Task to complete ::
Copy verbatim the material from its first line to the line that holds "let centuries = Epoch::J2000.julian_centuries_until(when);", including that line.

Given records START

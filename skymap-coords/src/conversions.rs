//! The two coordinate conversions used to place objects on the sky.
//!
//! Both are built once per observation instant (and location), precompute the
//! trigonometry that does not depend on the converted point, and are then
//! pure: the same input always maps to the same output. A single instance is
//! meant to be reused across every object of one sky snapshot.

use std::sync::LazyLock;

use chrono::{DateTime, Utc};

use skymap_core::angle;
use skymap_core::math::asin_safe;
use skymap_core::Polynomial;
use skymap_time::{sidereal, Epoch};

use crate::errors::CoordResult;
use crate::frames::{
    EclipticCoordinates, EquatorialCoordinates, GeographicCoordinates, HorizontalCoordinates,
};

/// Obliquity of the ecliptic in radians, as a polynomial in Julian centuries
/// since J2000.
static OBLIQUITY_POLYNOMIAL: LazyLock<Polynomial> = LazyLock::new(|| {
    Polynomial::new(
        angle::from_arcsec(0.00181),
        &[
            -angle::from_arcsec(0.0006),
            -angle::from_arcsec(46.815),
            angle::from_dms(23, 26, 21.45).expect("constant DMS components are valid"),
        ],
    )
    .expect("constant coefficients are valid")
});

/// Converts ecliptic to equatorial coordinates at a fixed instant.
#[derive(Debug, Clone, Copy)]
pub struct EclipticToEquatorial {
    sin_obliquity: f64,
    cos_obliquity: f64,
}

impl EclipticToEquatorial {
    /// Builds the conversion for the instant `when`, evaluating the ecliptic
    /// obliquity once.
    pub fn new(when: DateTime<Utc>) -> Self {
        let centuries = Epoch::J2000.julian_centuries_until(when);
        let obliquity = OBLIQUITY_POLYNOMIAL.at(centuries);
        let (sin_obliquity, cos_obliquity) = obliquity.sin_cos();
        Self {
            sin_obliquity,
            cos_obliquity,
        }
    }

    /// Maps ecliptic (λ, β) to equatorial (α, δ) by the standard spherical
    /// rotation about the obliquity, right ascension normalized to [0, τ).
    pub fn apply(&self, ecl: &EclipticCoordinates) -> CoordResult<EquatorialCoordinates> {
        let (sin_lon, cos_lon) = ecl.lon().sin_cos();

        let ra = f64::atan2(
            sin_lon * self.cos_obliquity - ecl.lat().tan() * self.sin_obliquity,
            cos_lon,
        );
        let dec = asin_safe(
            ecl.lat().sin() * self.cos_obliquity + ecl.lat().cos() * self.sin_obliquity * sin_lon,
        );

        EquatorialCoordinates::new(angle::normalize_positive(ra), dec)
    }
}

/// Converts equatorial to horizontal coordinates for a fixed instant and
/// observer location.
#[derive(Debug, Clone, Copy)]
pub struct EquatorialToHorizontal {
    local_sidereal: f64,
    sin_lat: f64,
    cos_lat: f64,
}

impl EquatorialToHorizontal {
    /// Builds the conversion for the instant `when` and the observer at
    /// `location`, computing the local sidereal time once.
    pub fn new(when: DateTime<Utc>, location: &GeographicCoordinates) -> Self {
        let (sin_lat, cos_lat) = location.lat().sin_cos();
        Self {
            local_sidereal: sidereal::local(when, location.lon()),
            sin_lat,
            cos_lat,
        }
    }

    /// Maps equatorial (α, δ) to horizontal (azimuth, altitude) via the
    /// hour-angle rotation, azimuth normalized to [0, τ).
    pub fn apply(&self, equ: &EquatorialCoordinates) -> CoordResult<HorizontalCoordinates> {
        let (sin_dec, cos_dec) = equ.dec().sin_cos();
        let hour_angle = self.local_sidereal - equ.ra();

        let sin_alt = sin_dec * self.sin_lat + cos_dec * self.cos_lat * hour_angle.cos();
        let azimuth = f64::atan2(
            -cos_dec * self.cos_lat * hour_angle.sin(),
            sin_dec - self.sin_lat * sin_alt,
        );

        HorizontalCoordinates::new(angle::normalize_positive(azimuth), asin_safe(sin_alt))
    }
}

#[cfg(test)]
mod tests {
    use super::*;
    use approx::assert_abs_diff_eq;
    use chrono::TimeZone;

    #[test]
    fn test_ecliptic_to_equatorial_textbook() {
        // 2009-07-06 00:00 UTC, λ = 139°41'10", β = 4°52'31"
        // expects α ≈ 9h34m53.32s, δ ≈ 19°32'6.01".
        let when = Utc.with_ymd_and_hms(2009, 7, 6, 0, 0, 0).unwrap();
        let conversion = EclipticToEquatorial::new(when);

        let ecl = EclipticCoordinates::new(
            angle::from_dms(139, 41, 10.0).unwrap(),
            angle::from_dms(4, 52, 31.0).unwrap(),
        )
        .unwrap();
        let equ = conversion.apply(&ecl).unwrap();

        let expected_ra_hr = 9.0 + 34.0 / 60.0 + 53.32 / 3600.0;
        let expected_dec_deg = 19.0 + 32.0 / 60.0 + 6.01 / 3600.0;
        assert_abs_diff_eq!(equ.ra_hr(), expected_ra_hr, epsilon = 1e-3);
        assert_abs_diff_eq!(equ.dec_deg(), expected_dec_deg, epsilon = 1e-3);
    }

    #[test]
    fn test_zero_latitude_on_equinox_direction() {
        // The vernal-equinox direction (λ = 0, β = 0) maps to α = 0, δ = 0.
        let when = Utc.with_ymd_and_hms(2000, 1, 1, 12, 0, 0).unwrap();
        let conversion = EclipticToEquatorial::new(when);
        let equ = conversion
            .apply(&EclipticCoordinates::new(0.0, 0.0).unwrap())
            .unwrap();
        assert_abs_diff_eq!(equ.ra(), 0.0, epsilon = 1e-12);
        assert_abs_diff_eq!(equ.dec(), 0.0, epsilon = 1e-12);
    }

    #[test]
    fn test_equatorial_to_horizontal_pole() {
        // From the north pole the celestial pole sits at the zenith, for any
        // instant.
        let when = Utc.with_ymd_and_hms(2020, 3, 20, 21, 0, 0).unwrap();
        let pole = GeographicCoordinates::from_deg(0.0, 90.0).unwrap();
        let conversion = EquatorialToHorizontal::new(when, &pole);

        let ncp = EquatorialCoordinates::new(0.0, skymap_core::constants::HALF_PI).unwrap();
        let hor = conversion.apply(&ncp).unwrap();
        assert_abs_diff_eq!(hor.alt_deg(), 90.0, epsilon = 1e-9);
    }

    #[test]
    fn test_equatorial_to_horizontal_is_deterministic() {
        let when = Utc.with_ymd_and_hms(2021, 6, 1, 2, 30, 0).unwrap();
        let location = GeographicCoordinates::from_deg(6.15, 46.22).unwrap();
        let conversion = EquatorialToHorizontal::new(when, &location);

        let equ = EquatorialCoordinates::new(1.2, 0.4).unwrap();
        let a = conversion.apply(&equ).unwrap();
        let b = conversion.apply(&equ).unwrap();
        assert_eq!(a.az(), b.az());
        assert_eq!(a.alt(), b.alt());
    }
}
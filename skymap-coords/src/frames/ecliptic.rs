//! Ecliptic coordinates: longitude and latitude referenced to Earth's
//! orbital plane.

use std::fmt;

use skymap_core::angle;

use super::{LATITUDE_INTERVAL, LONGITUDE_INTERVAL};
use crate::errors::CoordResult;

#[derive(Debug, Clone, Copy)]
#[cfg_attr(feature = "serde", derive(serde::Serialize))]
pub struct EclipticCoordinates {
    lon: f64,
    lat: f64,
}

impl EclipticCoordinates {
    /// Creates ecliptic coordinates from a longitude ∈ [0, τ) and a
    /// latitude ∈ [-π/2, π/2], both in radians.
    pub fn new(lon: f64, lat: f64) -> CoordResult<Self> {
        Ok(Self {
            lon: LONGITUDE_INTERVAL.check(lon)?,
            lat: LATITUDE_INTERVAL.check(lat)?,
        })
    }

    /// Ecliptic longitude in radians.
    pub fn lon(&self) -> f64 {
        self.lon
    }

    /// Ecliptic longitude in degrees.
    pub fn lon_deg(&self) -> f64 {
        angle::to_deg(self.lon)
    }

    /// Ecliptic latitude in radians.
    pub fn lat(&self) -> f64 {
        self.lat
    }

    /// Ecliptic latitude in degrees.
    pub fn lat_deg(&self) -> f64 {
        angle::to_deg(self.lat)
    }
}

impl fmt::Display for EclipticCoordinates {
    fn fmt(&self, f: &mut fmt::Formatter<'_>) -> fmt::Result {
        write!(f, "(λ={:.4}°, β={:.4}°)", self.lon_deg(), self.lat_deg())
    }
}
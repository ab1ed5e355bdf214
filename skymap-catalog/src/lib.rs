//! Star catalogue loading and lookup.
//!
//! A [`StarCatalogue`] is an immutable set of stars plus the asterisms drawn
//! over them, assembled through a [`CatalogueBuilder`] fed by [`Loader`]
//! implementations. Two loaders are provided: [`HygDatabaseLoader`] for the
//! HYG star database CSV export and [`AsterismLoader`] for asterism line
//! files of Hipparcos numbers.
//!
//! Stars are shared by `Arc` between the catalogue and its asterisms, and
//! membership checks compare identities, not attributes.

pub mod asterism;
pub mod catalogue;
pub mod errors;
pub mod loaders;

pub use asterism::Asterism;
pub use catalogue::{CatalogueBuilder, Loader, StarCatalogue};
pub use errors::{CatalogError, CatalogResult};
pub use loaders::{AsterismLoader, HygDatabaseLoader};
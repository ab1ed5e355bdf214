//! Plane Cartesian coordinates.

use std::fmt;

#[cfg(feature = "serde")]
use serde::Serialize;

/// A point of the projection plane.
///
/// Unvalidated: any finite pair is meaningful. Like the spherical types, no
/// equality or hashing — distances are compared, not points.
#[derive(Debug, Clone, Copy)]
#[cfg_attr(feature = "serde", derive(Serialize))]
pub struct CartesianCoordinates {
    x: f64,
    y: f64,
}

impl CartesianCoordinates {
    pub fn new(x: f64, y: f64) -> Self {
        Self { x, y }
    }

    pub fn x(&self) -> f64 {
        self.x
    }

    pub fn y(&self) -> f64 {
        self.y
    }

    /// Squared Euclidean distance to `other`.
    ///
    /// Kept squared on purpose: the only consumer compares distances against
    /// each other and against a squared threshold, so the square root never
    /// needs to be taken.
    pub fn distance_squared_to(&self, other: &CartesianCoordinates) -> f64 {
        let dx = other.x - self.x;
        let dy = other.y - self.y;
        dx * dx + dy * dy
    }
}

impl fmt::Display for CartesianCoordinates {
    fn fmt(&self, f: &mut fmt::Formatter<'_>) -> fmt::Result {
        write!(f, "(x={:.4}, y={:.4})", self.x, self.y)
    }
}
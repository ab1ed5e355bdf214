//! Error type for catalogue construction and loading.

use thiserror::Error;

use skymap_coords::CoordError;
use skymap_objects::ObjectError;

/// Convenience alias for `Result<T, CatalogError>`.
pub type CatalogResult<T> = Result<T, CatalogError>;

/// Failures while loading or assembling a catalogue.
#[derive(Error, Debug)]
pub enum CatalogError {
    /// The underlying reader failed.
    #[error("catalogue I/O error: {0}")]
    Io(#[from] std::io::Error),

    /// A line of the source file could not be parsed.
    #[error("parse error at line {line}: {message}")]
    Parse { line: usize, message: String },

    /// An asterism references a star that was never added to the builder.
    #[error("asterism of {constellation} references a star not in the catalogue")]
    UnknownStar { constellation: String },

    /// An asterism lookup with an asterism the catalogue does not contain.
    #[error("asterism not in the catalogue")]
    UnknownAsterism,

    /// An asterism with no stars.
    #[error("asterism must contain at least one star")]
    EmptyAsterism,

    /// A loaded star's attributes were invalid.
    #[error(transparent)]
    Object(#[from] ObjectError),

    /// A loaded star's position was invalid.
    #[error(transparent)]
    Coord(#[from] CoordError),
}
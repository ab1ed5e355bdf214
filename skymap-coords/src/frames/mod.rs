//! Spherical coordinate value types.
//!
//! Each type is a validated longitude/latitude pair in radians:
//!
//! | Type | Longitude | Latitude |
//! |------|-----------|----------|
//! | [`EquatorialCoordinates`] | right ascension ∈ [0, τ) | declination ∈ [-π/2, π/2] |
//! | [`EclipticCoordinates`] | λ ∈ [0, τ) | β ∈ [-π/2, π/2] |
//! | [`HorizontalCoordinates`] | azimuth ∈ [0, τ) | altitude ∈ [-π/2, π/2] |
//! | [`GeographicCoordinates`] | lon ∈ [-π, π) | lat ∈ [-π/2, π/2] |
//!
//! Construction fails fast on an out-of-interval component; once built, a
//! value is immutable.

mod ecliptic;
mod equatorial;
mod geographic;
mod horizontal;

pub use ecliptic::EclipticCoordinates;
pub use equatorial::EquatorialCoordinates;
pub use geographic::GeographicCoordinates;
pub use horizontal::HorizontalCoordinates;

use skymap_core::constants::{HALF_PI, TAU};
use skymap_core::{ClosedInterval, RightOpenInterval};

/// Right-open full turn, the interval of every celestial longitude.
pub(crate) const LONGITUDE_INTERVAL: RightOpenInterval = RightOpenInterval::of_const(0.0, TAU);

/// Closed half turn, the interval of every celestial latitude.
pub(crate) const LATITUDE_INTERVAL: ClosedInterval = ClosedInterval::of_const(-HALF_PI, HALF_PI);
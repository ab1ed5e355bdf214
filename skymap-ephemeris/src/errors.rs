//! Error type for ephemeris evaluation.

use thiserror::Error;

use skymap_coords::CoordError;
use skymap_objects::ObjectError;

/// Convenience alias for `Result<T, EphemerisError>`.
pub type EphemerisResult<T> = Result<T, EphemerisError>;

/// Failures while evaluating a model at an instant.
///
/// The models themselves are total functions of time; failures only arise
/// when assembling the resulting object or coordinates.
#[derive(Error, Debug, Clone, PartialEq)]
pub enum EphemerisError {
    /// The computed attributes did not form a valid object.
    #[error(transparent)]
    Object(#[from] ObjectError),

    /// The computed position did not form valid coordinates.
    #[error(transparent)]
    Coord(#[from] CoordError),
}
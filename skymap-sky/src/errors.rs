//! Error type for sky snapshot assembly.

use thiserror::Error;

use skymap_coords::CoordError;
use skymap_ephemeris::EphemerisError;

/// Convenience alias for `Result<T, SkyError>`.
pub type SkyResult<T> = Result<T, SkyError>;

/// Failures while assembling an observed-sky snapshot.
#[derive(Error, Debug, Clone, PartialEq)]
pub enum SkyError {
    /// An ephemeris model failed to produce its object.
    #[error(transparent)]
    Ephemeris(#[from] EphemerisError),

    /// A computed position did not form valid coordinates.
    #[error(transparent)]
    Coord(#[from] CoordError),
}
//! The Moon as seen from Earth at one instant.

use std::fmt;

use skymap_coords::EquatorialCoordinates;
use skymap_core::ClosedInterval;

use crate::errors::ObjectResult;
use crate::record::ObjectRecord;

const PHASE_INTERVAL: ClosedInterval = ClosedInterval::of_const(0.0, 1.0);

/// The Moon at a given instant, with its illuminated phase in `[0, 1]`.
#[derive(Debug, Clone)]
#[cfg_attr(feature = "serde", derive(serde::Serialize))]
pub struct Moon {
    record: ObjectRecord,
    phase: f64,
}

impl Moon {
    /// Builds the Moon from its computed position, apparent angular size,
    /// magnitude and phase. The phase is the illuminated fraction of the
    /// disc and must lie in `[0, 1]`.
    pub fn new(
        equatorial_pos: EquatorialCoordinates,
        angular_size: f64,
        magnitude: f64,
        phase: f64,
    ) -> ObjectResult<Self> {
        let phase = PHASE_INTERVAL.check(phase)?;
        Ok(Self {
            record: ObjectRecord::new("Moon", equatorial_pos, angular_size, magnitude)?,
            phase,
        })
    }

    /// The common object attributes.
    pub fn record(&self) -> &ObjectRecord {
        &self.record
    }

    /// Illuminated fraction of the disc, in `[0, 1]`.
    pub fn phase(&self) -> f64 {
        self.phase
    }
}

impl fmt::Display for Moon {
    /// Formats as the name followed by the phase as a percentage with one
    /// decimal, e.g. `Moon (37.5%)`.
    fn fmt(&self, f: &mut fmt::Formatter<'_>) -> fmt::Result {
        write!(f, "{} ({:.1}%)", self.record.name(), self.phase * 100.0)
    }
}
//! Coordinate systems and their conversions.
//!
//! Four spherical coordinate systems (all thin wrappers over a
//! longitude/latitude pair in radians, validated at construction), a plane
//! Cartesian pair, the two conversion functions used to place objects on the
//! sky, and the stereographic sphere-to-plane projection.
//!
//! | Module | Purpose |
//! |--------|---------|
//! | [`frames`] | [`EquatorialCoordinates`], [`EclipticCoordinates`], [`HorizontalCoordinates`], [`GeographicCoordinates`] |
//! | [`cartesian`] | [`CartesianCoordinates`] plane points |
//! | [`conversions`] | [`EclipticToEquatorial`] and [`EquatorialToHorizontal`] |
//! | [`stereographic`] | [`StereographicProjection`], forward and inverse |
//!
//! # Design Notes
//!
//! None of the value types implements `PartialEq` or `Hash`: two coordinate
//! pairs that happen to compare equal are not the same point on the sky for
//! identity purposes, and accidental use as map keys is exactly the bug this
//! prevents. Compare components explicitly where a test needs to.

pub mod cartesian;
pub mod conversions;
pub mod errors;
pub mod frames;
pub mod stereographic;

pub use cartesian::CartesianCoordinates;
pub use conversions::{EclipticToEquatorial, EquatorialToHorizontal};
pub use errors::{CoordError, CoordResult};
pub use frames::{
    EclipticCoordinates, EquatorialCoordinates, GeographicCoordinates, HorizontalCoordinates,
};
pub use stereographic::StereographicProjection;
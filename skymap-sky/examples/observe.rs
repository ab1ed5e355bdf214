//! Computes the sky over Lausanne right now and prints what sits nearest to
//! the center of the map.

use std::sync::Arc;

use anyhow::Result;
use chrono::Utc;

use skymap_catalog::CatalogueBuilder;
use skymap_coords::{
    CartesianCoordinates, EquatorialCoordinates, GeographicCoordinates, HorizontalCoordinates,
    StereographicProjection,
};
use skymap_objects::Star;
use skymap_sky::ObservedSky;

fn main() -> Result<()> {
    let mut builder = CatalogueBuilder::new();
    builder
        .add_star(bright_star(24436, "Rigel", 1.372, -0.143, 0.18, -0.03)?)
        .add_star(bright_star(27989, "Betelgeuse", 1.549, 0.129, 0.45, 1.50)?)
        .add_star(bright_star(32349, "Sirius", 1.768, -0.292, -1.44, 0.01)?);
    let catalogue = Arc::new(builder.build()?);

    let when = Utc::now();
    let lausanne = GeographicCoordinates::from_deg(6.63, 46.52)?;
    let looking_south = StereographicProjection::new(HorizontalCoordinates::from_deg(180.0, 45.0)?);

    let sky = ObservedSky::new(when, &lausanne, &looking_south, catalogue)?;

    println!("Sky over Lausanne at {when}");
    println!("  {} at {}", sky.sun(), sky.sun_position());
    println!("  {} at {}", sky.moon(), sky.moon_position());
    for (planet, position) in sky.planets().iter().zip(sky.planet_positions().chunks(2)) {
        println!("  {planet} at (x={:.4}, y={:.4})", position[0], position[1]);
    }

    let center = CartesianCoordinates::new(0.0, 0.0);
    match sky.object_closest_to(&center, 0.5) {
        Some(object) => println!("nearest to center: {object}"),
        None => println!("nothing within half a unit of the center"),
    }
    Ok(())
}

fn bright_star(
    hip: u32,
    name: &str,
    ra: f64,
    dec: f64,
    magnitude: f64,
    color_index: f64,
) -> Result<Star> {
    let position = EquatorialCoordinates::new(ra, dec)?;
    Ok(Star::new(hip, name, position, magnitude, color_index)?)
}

Given records END

Task output ::
filename skymap-coords/src/conversions.rs
//! The two coordinate conversions used to place objects on the sky.
//!
//! Both are built once per observation instant (and location), precompute the
//! trigonometry that does not depend on the converted point, and are then
//! pure: the same input always maps to the same output. A single instance is
//! meant to be reused across every object of one sky snapshot.

use std::sync::LazyLock;

use chrono::{DateTime, Utc};

use skymap_core::angle;
use skymap_core::math::asin_safe;
use skymap_core::Polynomial;
use skymap_time::{sidereal, Epoch};

use crate::errors::CoordResult;
use crate::frames::{
    EclipticCoordinates, EquatorialCoordinates, GeographicCoordinates, HorizontalCoordinates,
};

/// Obliquity of the ecliptic in radians, as a polynomial in Julian centuries
/// since J2000.
static OBLIQUITY_POLYNOMIAL: LazyLock<Polynomial> = LazyLock::new(|| {
    Polynomial::new(
        angle::from_arcsec(0.00181),
        &[
            -angle::from_arcsec(0.0006),
            -angle::from_arcsec(46.815),
            angle::from_dms(23, 26, 21.45).expect("constant DMS components are valid"),
        ],
    )
    .expect("constant coefficients are valid")
});

/// Converts ecliptic to equatorial coordinates at a fixed instant.
#[derive(Debug, Clone, Copy)]
pub struct EclipticToEquatorial {
    sin_obliquity: f64,
    cos_obliquity: f64,
}

impl EclipticToEquatorial {
    /// Builds the conversion for the instant `when`, evaluating the ecliptic
    /// obliquity once.
    pub fn new(when: DateTime<Utc>) -> Self {
        let centuries = Epoch::J2000.julian_centuries_until(when);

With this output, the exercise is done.